Les pétitionnaires ont adressé leur demande en indemnité à M. l’ingénieur dès le commencement de 1833 ; ils furent prévenus en date du 20 février que les pièces étaient adressées au ministre de l’intérieur auquel ils s’adressèrent le 7 mars ; le 29 du même mois le gouverneur de la province d’Anvers leur donna avis que, d’après les lois sur la matière, les indemnités étaient à charge de l’administration des polders ; celle du polder de Borgerwert décline cette obligation ; de là nouveaux recours des pétitionnaires vers le ministre de l’intérieur en date du 27 août 1833 et du même jour en 1834, restés l’un et l’autre sans réponse ; cependant, sur l’invitation du commissaire de district de St-Nicolas, le 25 novembre 1833, les intéressés se sont rendus en ladite ville de St-Nicolas pour nommer un expert qui réglerait, conjointement avec celui du gouvernement, le montant des indemnités auxquelles ils pourraient avoir droit.

Après plus d’un an d’attente, les pétitionnaires se fondant sur l’article 11 de la constitution et 545 du code civil, réclament l’indemnité qui leur est due.
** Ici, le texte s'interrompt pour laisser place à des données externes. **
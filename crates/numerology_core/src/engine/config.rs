//! Engine configuration.
//!
//! # Responsibility
//! - Hold the methodology parameters that are not fixed by the letter table:
//!   forecast year, cycle boundary ages, realization formulas and spans.
//! - Load and validate those parameters from JSON.
//!
//! # Invariants
//! - A validated config has `0 < first_end < second_end` cycle boundaries.
//! - A validated realization table never references a realization that has
//!   not been computed yet.
//! - A validated config has `target_year >= 1` and realization ages that fit
//!   in `u32`.

use serde::{Deserialize, Serialize};
use std::error::Error;
use std::fmt::{Display, Formatter};

/// Forecast year used when callers do not override it.
pub const DEFAULT_TARGET_YEAR: i32 = 2026;
/// First cycle ends at this age (exclusive).
pub const FIRST_CYCLE_END_AGE: u32 = 28;
/// Second cycle ends at this age (exclusive).
pub const SECOND_CYCLE_END_AGE: u32 = 56;
/// Second-cycle end used by the annual-cycle view. Diverges from
/// [`SECOND_CYCLE_END_AGE`]; not used unless configured explicitly.
pub const ANNUAL_VIEW_SECOND_CYCLE_END_AGE: u32 = 55;
/// First realization ends at `base - root(destiny)`.
pub const DEFAULT_FIRST_REALIZATION_BASE: u32 = 36;
pub const DEFAULT_REALIZATION_SPAN: u32 = 9;

/// Configuration validation or decoding failure.
#[derive(Debug, Clone, PartialEq, Eq)]
pub enum ConfigError {
    /// JSON input could not be decoded.
    Parse(String),
    InvalidCycleBoundaries { first_end: u32, second_end: u32 },
    /// Realization `slot` (1-based) reads a realization computed after it.
    ForwardRealizationReference {
        slot: u8,
        operand: RealizationOperand,
    },
    InvalidRealizationSpan(u32),
    /// Base leaves no room for the first realization of a destiny-9 chart.
    InvalidRealizationBase(u32),
    /// `base + 2 * span` does not fit in an age.
    RealizationAgeOverflow { base: u32, span: u32 },
    /// Forecast years before 1 have no digit sum.
    InvalidTargetYear(i32),
}

impl Display for ConfigError {
    fn fmt(&self, f: &mut Formatter<'_>) -> std::fmt::Result {
        match self {
            Self::Parse(message) => write!(f, "invalid engine config: {message}"),
            Self::InvalidCycleBoundaries {
                first_end,
                second_end,
            } => write!(
                f,
                "cycle boundaries must satisfy 0 < first_end < second_end, got {first_end}/{second_end}"
            ),
            Self::ForwardRealizationReference { slot, operand } => write!(
                f,
                "realization r{slot} references `{}` before it is computed",
                operand.as_str()
            ),
            Self::InvalidRealizationSpan(span) => {
                write!(f, "realization span must be positive, got {span}")
            }
            Self::InvalidRealizationBase(base) => {
                write!(f, "first realization base must exceed 9, got {base}")
            }
            Self::RealizationAgeOverflow { base, span } => write!(
                f,
                "realization ages overflow with base {base} and span {span}"
            ),
            Self::InvalidTargetYear(year) => {
                write!(f, "target year must be at least 1, got {year}")
            }
        }
    }
}

impl Error for ConfigError {}

/// Age thresholds splitting life into three cycles.
#[derive(Debug, Clone, Copy, PartialEq, Eq, Serialize, Deserialize)]
pub struct CycleBoundaries {
    pub first_end: u32,
    pub second_end: u32,
}

impl CycleBoundaries {
    /// Authoritative boundaries: C1 below 28, C2 below 56, C3 after.
    pub const CANONICAL: Self = Self {
        first_end: FIRST_CYCLE_END_AGE,
        second_end: SECOND_CYCLE_END_AGE,
    };

    /// Boundaries of the annual-cycle view (C3 from 55).
    pub const ANNUAL_VIEW: Self = Self {
        first_end: FIRST_CYCLE_END_AGE,
        second_end: ANNUAL_VIEW_SECOND_CYCLE_END_AGE,
    };

    fn validate(&self) -> Result<(), ConfigError> {
        if self.first_end == 0 || self.first_end >= self.second_end {
            return Err(ConfigError::InvalidCycleBoundaries {
                first_end: self.first_end,
                second_end: self.second_end,
            });
        }
        Ok(())
    }
}

impl Default for CycleBoundaries {
    fn default() -> Self {
        Self::CANONICAL
    }
}

/// Chart value a realization formula can read.
#[derive(Debug, Clone, Copy, PartialEq, Eq, Serialize, Deserialize)]
#[serde(rename_all = "snake_case")]
pub enum RealizationOperand {
    Destiny,
    Motivation,
    InnerSelf,
    Expression,
    Cycle1,
    Cycle2,
    Cycle3,
    Realization1,
    Realization2,
    Realization3,
}

impl RealizationOperand {
    pub fn as_str(self) -> &'static str {
        match self {
            Self::Destiny => "destiny",
            Self::Motivation => "motivation",
            Self::InnerSelf => "inner_self",
            Self::Expression => "expression",
            Self::Cycle1 => "cycle1",
            Self::Cycle2 => "cycle2",
            Self::Cycle3 => "cycle3",
            Self::Realization1 => "realization1",
            Self::Realization2 => "realization2",
            Self::Realization3 => "realization3",
        }
    }

    /// 1-based realization slot this operand reads, if any.
    pub(crate) fn realization_slot(self) -> Option<u8> {
        match self {
            Self::Realization1 => Some(1),
            Self::Realization2 => Some(2),
            Self::Realization3 => Some(3),
            _ => None,
        }
    }
}

/// `reduce(left + right)`.
#[derive(Debug, Clone, Copy, PartialEq, Eq, Serialize, Deserialize)]
pub struct RealizationFormula {
    pub left: RealizationOperand,
    pub right: RealizationOperand,
}

impl RealizationFormula {
    pub const fn new(left: RealizationOperand, right: RealizationOperand) -> Self {
        Self { left, right }
    }
}

/// Formulas for the four realizations, evaluated in order r1..r4.
#[derive(Debug, Clone, Copy, PartialEq, Eq, Serialize, Deserialize)]
pub struct RealizationTable {
    pub r1: RealizationFormula,
    pub r2: RealizationFormula,
    pub r3: RealizationFormula,
    pub r4: RealizationFormula,
}

impl RealizationTable {
    /// Default table: r1 = mo+c1, r2 = c1+c2, r3 = c2+c3, r4 = cd+c3.
    pub const METHODOLOGY: Self = Self {
        r1: RealizationFormula::new(RealizationOperand::Motivation, RealizationOperand::Cycle1),
        r2: RealizationFormula::new(RealizationOperand::Cycle1, RealizationOperand::Cycle2),
        r3: RealizationFormula::new(RealizationOperand::Cycle2, RealizationOperand::Cycle3),
        r4: RealizationFormula::new(RealizationOperand::Destiny, RealizationOperand::Cycle3),
    };

    /// Pinnacle layout: month+day, day+year, r1+r2, month+year.
    pub const CLASSIC_PINNACLES: Self = Self {
        r1: RealizationFormula::new(RealizationOperand::Cycle1, RealizationOperand::Cycle2),
        r2: RealizationFormula::new(RealizationOperand::Cycle2, RealizationOperand::Cycle3),
        r3: RealizationFormula::new(
            RealizationOperand::Realization1,
            RealizationOperand::Realization2,
        ),
        r4: RealizationFormula::new(RealizationOperand::Cycle1, RealizationOperand::Cycle3),
    };

    pub fn formulas(&self) -> [RealizationFormula; 4] {
        [self.r1, self.r2, self.r3, self.r4]
    }

    fn validate(&self) -> Result<(), ConfigError> {
        for (index, formula) in self.formulas().iter().enumerate() {
            let slot = (index + 1) as u8;
            for operand in [formula.left, formula.right] {
                if operand
                    .realization_slot()
                    .is_some_and(|referenced| referenced >= slot)
                {
                    return Err(ConfigError::ForwardRealizationReference { slot, operand });
                }
            }
        }
        Ok(())
    }
}

impl Default for RealizationTable {
    fn default() -> Self {
        Self::METHODOLOGY
    }
}

/// Parameters of one engine instance.
#[derive(Debug, Clone, PartialEq, Eq, Serialize, Deserialize)]
#[serde(default)]
pub struct EngineConfig {
    /// Year the target personal-year forecast is computed for.
    pub target_year: i32,
    pub cycle_boundaries: CycleBoundaries,
    pub realization_table: RealizationTable,
    pub first_realization_base: u32,
    pub realization_span: u32,
}

impl Default for EngineConfig {
    fn default() -> Self {
        Self {
            target_year: DEFAULT_TARGET_YEAR,
            cycle_boundaries: CycleBoundaries::CANONICAL,
            realization_table: RealizationTable::METHODOLOGY,
            first_realization_base: DEFAULT_FIRST_REALIZATION_BASE,
            realization_span: DEFAULT_REALIZATION_SPAN,
        }
    }
}

impl EngineConfig {
    /// Default parameters with a different forecast year.
    pub fn for_target_year(target_year: i32) -> Self {
        Self {
            target_year,
            ..Self::default()
        }
    }

    /// Decodes a JSON document; missing fields take their defaults.
    ///
    /// # Errors
    /// - [`ConfigError::Parse`] on malformed JSON.
    /// - Any validation error from [`EngineConfig::validate`].
    pub fn from_json_str(input: &str) -> Result<Self, ConfigError> {
        let config: Self =
            serde_json::from_str(input).map_err(|err| ConfigError::Parse(err.to_string()))?;
        config.validate()?;
        Ok(config)
    }

    pub fn validate(&self) -> Result<(), ConfigError> {
        if self.target_year < 1 {
            return Err(ConfigError::InvalidTargetYear(self.target_year));
        }
        self.cycle_boundaries.validate()?;
        self.realization_table.validate()?;
        if self.realization_span == 0 {
            return Err(ConfigError::InvalidRealizationSpan(self.realization_span));
        }
        if self.first_realization_base <= 9 {
            return Err(ConfigError::InvalidRealizationBase(
                self.first_realization_base,
            ));
        }
        self.realization_span
            .checked_mul(2)
            .and_then(|spans| spans.checked_add(self.first_realization_base))
            .ok_or(ConfigError::RealizationAgeOverflow {
                base: self.first_realization_base,
                span: self.realization_span,
            })?;
        Ok(())
    }
}

#[cfg(test)]
mod tests {
    use super::{
        ConfigError, CycleBoundaries, EngineConfig, RealizationFormula, RealizationOperand,
        RealizationTable,
    };

    #[test]
    fn default_config_is_valid() {
        let config = EngineConfig::default();
        config.validate().unwrap();
        assert_eq!(config.target_year, 2026);
        assert_eq!(config.cycle_boundaries, CycleBoundaries::CANONICAL);
    }

    #[test]
    fn canonical_boundaries_are_pinned() {
        assert_eq!(CycleBoundaries::CANONICAL.first_end, 28);
        assert_eq!(CycleBoundaries::CANONICAL.second_end, 56);
        assert_eq!(CycleBoundaries::ANNUAL_VIEW.second_end, 55);
    }

    #[test]
    fn from_json_fills_missing_fields_with_defaults() {
        let config = EngineConfig::from_json_str(r#"{"target_year": 2030}"#).unwrap();
        assert_eq!(config.target_year, 2030);
        assert_eq!(config.realization_table, RealizationTable::METHODOLOGY);
    }

    #[test]
    fn from_json_reads_named_operands() {
        let config = EngineConfig::from_json_str(
            r#"{"realization_table": {
                "r1": {"left": "cycle1", "right": "cycle2"},
                "r2": {"left": "cycle2", "right": "cycle3"},
                "r3": {"left": "realization1", "right": "realization2"},
                "r4": {"left": "cycle1", "right": "cycle3"}
            }}"#,
        )
        .unwrap();
        assert_eq!(config.realization_table, RealizationTable::CLASSIC_PINNACLES);
    }

    #[test]
    fn rejects_realization_ages_that_overflow() {
        let err = EngineConfig::from_json_str(r#"{"realization_span": 4294967295}"#).unwrap_err();
        assert_eq!(
            err,
            ConfigError::RealizationAgeOverflow {
                base: 36,
                span: u32::MAX,
            }
        );

        let err = EngineConfig::from_json_str(r#"{"first_realization_base": 4294967295}"#)
            .unwrap_err();
        assert!(matches!(err, ConfigError::RealizationAgeOverflow { .. }));
    }

    #[test]
    fn rejects_target_years_before_one() {
        for year in [-2026, 0] {
            let err = EngineConfig::for_target_year(year).validate().unwrap_err();
            assert_eq!(err, ConfigError::InvalidTargetYear(year));
        }
        let err = EngineConfig::from_json_str(r#"{"target_year": -2026}"#).unwrap_err();
        assert_eq!(err, ConfigError::InvalidTargetYear(-2026));
        EngineConfig::for_target_year(1).validate().unwrap();
    }

    #[test]
    fn rejects_forward_realization_reference() {
        let mut config = EngineConfig::default();
        config.realization_table.r2 = RealizationFormula::new(
            RealizationOperand::Realization2,
            RealizationOperand::Cycle1,
        );
        assert_eq!(
            config.validate().unwrap_err(),
            ConfigError::ForwardRealizationReference {
                slot: 2,
                operand: RealizationOperand::Realization2,
            }
        );
    }

    #[test]
    fn rejects_inverted_boundaries_and_bad_json() {
        let err = EngineConfig::from_json_str(
            r#"{"cycle_boundaries": {"first_end": 56, "second_end": 28}}"#,
        )
        .unwrap_err();
        assert!(matches!(err, ConfigError::InvalidCycleBoundaries { .. }));

        let err = EngineConfig::from_json_str("{not json").unwrap_err();
        assert!(matches!(err, ConfigError::Parse(_)));
    }
}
La commission propose le renvoi au ministre de l’intérieur avec demande d’explications.

M. le ministre de l'intérieur (M. de Theux). - Les indemnités ont déjà été évaluées ; il ne s’agit plus que de reconnaître les véritables propriétaires, ou s’il n’y a pas d’obstacle au paiement à raison d’hypothèques. Des instructions ont été adressées sur ces objets au gouverneur d’Anvers, et j’espère que sous peu de temps cette affaire sera terminée.

M. Verrue-Lafrancq, rapporteur. - Si la chambre est satisfaite de ces explications, je n’insisterai pas. Je ferai cependant observer que j’ai reçu une lettre d’un des pétitionnaires et qu’il ne m’annonce rien de semblable à ce que dit M. le ministre.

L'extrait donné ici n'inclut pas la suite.